With the first line as the start and the line containing "pub enum ConstructionError" as the end, write out every line of the records exactly.

|---|

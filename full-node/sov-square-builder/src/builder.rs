use bytes::Bytes;
use tracing::{debug, info, warn};

use crate::config::{ConfigError, SquareConfig};
use crate::diagnostics::{Diagnostics, Rejected, RejectionReason};
use crate::estimate::estimate_square_size;
use crate::layout::assemble;
use crate::malleate::{malleate_txs, PlacedMessage};
use crate::parser::{parse_txs, ParsedTx};
use crate::prune::{prune, Pruned};
use crate::share_commit::{hash_roots, nmt_root, CommitmentError, NamespacedHash};
use crate::shares::Share;

/// Errors that prevent a square from being built at all.
#[derive(Debug, Clone, PartialEq, Eq, thiserror::Error)]
pub enum ConstructionError {
    #[error(transparent)]
    Config(#[from] ConfigError),
    #[error("Content needs {required} shares but the square only holds {capacity}")]
    CapacityOverflow { required: usize, capacity: usize },
    #[error("Message of tx #{tx_index} was expected at share {expected} but landed at {actual}")]
    LayoutMismatch {
        tx_index: usize,
        expected: usize,
        actual: usize,
    },
    #[error("Square size didn't settle after {iterations} iterations")]
    FixedPointNotReached { iterations: usize },
}

/// A fully laid out block square.
#[derive(Debug, Clone, PartialEq)]
pub struct BlockSquare {
    pub square_size: usize,
    /// Exactly `square_size * square_size` shares, row by row
    pub shares: Vec<Share>,
    /// Transactions as included in the block, plain ones unchanged and blob-carrying ones
    /// malleated
    pub txs: Vec<Bytes>,
    pub messages: Vec<PlacedMessage>,
    /// Input positions of the transactions in `txs`
    pub included: Vec<usize>,
    pub diagnostics: Diagnostics,
}

impl BlockSquare {
    pub fn rows(&self) -> impl Iterator<Item = &[Share]> {
        self.shares.chunks(self.square_size)
    }

    /// Namespaced merkle roots of every row of the square
    pub fn row_roots(&self) -> Result<Vec<NamespacedHash>, CommitmentError> {
        self.rows().map(nmt_root).collect()
    }

    /// Commits to the whole square through its row roots. Two nodes that built the same
    /// square get the same root.
    pub fn data_root(&self) -> Result<[u8; 32], CommitmentError> {
        Ok(hash_roots(&self.row_roots()?))
    }
}

/// Builds block squares out of priority-ordered transactions.
///
/// The square size and the malleated transactions depend on each other, so the builder
/// iterates: estimate a size, malleate for it, and start over whenever content has to be
/// dropped. Every round that doesn't finish removes at least one transaction, so the loop is
/// bounded by the number of transactions.
#[derive(Debug, Clone)]
pub struct SquareBuilder {
    config: SquareConfig,
}

impl SquareBuilder {
    pub fn new(config: SquareConfig) -> Result<Self, ConstructionError> {
        config.validate()?;
        Ok(Self { config })
    }

    pub fn config(&self) -> &SquareConfig {
        &self.config
    }

    /// Builds the square for `raw_txs`, highest priority first, and the block's evidence.
    pub fn build<T: Into<Bytes>>(
        &self,
        raw_txs: impl IntoIterator<Item = T>,
        evidence: &[Bytes],
    ) -> Result<BlockSquare, ConstructionError> {
        let parsed = parse_txs(raw_txs, &self.config);
        let mut diagnostics = Diagnostics {
            rejected: parsed.rejected,
        };
        let mut content = parsed.txs;
        let max_iterations = content.len() + 1;

        for iteration in 0..max_iterations {
            let estimate = estimate_square_size(&content, evidence, &self.config);
            debug!(
                iteration,
                square_size = estimate.square_size,
                shares_used = estimate.shares_used,
                overflow = estimate.overflow,
                "Estimated square size"
            );

            if estimate.overflow > 0 {
                let Pruned { kept, removed } =
                    prune(content, evidence, estimate.square_size, &self.config)?;
                diagnostics
                    .rejected
                    .extend(removed.iter().map(|tx| Rejected {
                        index: tx.index,
                        tx_hash: tx.hash(),
                        reason: RejectionReason::Pruned {
                            square_size: estimate.square_size,
                        },
                    }));
                content = kept;
                continue;
            }

            let malleated = malleate_txs(&content, evidence, estimate.square_size, &self.config);
            if !malleated.rejected.is_empty() {
                content.retain(|tx| {
                    !malleated
                        .rejected
                        .iter()
                        .any(|rejected| rejected.index == tx.index)
                });
                diagnostics.rejected.extend(malleated.rejected);
                continue;
            }

            let shares = assemble(
                estimate.square_size,
                &malleated.txs,
                &malleated.messages,
                evidence,
                &self.config,
            )?;
            info!(
                square_size = estimate.square_size,
                txs = malleated.txs.len(),
                messages = malleated.messages.len(),
                dropped = diagnostics.rejected.len(),
                "Built block square"
            );
            return Ok(BlockSquare {
                square_size: estimate.square_size,
                shares,
                txs: malleated.txs,
                messages: malleated.messages,
                included: content.iter().map(|tx: &ParsedTx| tx.index).collect(),
                diagnostics,
            });
        }

        warn!(iterations = max_iterations, "Square construction didn't converge");
        Err(ConstructionError::FixedPointNotReached {
            iterations: max_iterations,
        })
    }
}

|---|

THE COMPLETED TASK:
filename full-node/sov-square-builder/src/builder.rs
use bytes::Bytes;
use tracing::{debug, info, warn};

use crate::config::{ConfigError, SquareConfig};
use crate::diagnostics::{Diagnostics, Rejected, RejectionReason};
use crate::estimate::estimate_square_size;
use crate::layout::assemble;
use crate::malleate::{malleate_txs, PlacedMessage};
use crate::parser::{parse_txs, ParsedTx};
use crate::prune::{prune, Pruned};
use crate::share_commit::{hash_roots, nmt_root, CommitmentError, NamespacedHash};
use crate::shares::Share;

/// Errors that prevent a square from being built at all.
#[derive(Debug, Clone, PartialEq, Eq, thiserror::Error)]
pub enum ConstructionError {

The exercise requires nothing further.